▸ Aim of the task
Go through the entries below and print each one exactly.

▸ The input
##########
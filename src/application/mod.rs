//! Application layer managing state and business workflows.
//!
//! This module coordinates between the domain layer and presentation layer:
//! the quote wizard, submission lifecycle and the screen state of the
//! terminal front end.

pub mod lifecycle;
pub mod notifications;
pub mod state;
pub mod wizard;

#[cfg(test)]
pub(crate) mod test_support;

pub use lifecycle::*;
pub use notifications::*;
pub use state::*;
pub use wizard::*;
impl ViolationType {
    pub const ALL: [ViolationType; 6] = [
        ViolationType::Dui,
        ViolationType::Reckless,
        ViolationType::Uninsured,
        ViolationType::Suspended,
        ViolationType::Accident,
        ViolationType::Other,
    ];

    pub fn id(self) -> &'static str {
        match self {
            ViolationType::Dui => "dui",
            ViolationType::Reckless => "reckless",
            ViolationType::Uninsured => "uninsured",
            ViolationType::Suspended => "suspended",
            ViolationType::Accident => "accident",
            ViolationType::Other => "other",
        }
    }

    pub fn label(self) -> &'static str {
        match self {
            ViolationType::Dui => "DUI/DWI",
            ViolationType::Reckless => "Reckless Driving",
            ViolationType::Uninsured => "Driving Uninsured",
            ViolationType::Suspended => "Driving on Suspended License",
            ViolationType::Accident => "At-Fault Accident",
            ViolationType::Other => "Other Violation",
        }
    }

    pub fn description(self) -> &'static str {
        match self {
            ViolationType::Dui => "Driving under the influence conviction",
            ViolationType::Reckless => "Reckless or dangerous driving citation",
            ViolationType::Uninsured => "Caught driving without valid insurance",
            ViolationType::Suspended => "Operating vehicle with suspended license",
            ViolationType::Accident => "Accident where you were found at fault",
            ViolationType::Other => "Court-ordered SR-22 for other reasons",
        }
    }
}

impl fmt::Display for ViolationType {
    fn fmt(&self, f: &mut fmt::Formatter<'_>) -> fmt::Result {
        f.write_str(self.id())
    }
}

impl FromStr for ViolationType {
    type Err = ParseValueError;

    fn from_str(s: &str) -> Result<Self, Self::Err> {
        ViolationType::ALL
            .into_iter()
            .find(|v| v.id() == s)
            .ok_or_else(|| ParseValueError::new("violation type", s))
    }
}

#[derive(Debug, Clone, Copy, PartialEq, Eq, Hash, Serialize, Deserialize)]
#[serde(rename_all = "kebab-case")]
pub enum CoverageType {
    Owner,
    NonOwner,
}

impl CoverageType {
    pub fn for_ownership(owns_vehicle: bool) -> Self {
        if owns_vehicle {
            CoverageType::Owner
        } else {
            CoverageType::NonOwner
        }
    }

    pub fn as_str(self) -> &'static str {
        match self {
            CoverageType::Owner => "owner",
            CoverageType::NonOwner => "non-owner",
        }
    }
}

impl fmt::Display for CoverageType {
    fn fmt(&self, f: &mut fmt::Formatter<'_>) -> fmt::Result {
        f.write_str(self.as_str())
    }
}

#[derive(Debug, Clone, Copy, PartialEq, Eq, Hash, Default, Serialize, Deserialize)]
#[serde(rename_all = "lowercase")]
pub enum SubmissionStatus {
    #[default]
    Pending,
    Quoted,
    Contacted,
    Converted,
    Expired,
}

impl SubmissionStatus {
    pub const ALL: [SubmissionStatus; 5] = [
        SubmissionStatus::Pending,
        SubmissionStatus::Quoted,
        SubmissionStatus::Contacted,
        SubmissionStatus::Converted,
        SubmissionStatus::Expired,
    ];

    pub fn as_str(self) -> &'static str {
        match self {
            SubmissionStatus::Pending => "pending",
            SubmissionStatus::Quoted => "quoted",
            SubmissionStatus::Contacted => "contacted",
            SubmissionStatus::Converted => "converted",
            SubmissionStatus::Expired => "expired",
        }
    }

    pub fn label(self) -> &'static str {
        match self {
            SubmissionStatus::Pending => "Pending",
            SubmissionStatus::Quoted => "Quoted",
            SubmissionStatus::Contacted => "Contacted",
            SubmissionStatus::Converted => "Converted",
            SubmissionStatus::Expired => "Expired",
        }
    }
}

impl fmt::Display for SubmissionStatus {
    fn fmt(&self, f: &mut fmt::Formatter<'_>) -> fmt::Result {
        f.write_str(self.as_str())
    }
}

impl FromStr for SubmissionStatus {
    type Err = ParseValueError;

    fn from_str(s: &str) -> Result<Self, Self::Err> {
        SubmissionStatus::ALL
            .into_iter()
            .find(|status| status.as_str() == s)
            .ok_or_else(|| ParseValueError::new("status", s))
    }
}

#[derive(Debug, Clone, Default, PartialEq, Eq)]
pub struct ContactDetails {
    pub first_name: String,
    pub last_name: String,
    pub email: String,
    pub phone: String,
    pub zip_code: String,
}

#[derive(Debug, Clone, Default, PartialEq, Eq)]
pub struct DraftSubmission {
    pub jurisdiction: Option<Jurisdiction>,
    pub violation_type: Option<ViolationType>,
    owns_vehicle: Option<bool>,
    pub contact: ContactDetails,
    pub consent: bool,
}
##########
▸ Answer section
filename src/application/mod.rs
//! Application layer managing state and business workflows.
//!
//! This module coordinates between the domain layer and presentation layer:
//! the quote wizard, submission lifecycle and the screen state of the
//! terminal front end.

pub mod lifecycle;
pub mod notifications;
pub mod state;
pub mod wizard;

#[cfg(test)]
pub(crate) mod test_support;

pub use lifecycle::*;
pub use notifications::*;
pub use state::*;
pub use wizard::*;
impl ViolationType {
    pub const ALL: [ViolationType; 6] = [
        ViolationType::Dui,
        ViolationType::Reckless,
        ViolationType::Uninsured,
        ViolationType::Suspended,
        ViolationType::Accident,
        ViolationType::Other,
    ];

    pub fn id(self) -> &'static str {
        match self {
            ViolationType::Dui => "dui",
            ViolationType::Reckless => "reckless",
            ViolationType::Uninsured => "uninsured",
            ViolationType::Suspended => "suspended",
            ViolationType::Accident => "accident",
            ViolationType::Other => "other",
        }
    }

    pub fn label(self) -> &'static str {
        match self {
            ViolationType::Dui => "DUI/DWI",
            ViolationType::Reckless => "Reckless Driving",
            ViolationType::Uninsured => "Driving Uninsured",
            ViolationType::Suspended => "Driving on Suspended License",
            ViolationType::Accident => "At-Fault Accident",
            ViolationType::Other => "Other Violation",
        }
    }

    pub fn description(self) -> &'static str {
        match self {
            ViolationType::Dui => "Driving under the influence conviction",
            ViolationType::Reckless => "Reckless or dangerous driving citation",
            ViolationType::Uninsured => "Caught driving without valid insurance",
            ViolationType::Suspended => "Operating vehicle with suspended license",
            ViolationType::Accident => "Accident where you were found at fault",
            ViolationType::Other => "Court-ordered SR-22 for other reasons",
        }
    }
}

impl fmt::Display for ViolationType {
    fn fmt(&self, f: &mut fmt::Formatter<'_>) -> fmt::Result {
        f.write_str(self.id())
    }
}

impl FromStr for ViolationType {
    type Err = ParseValueError;

    fn from_str(s: &str) -> Result<Self, Self::Err> {
        ViolationType::ALL
            .into_iter()
            .find(|v| v.id() == s)
            .ok_or_else(|| ParseValueError::new("violation type", s))
    }
}

#[derive(Debug, Clone, Copy, PartialEq, Eq, Hash, Serialize, Deserialize)]
#[serde(rename_all = "kebab-case")]
pub enum CoverageType {
    Owner,
    NonOwner,
}

impl CoverageType {
    pub fn for_ownership(owns_vehicle: bool) -> Self {
        if owns_vehicle {
            CoverageType::Owner
        } else {
            CoverageType::NonOwner
        }
    }

    pub fn as_str(self) -> &'static str {
        match self {
            CoverageType::Owner => "owner",
            CoverageType::NonOwner => "non-owner",
        }
    }
}

impl fmt::Display for CoverageType {
    fn fmt(&self, f: &mut fmt::Formatter<'_>) -> fmt::Result {
        f.write_str(self.as_str())
    }
}

#[derive(Debug, Clone, Copy, PartialEq, Eq, Hash, Default, Serialize, Deserialize)]
#[serde(rename_all = "lowercase")]
pub enum SubmissionStatus {
    #[default]
    Pending,
    Quoted,
    Contacted,
    Converted,
    Expired,
}

impl SubmissionStatus {
    pub const ALL: [SubmissionStatus; 5] = [
        SubmissionStatus::Pending,
        SubmissionStatus::Quoted,
        SubmissionStatus::Contacted,
        SubmissionStatus::Converted,
        SubmissionStatus::Expired,
    ];

    pub fn as_str(self) -> &'static str {
        match self {
            SubmissionStatus::Pending => "pending",
            SubmissionStatus::Quoted => "quoted",
            SubmissionStatus::Contacted => "contacted",
            SubmissionStatus::Converted => "converted",
            SubmissionStatus::Expired => "expired",
        }
    }

    pub fn label(self) -> &'static str {
        match self {
            SubmissionStatus::Pending => "Pending",
            SubmissionStatus::Quoted => "Quoted",
            SubmissionStatus::Contacted => "Contacted",
            SubmissionStatus::Converted => "Converted",
            SubmissionStatus::Expired => "Expired",
        }
    }
}

impl fmt::Display for SubmissionStatus {
    fn fmt(&self, f: &mut fmt::Formatter<'_>) -> fmt::Result {
        f.write_str(self.as_str())
    }
}

impl FromStr for SubmissionStatus {
    type Err = ParseValueError;

    fn from_str(s: &str) -> Result<Self, Self::Err> {
        SubmissionStatus::ALL
            .into_iter()
            .find(|status| status.as_str() == s)
            .ok_or_else(|| ParseValueError::new("status", s))
    }
}

#[derive(Debug, Clone, Default, PartialEq, Eq)]
pub struct ContactDetails {
    pub first_name: String,
    pub last_name: String,
    pub email: String,
    pub phone: String,
    pub zip_code: String,
}

#[derive(Debug, Clone, Default, PartialEq, Eq)]
pub struct DraftSubmission {
    pub jurisdiction: Option<Jurisdiction>,
    pub violation_type: Option<ViolationType>,
    owns_vehicle: Option<bool>,
    pub contact: ContactDetails,
    pub consent: bool,
}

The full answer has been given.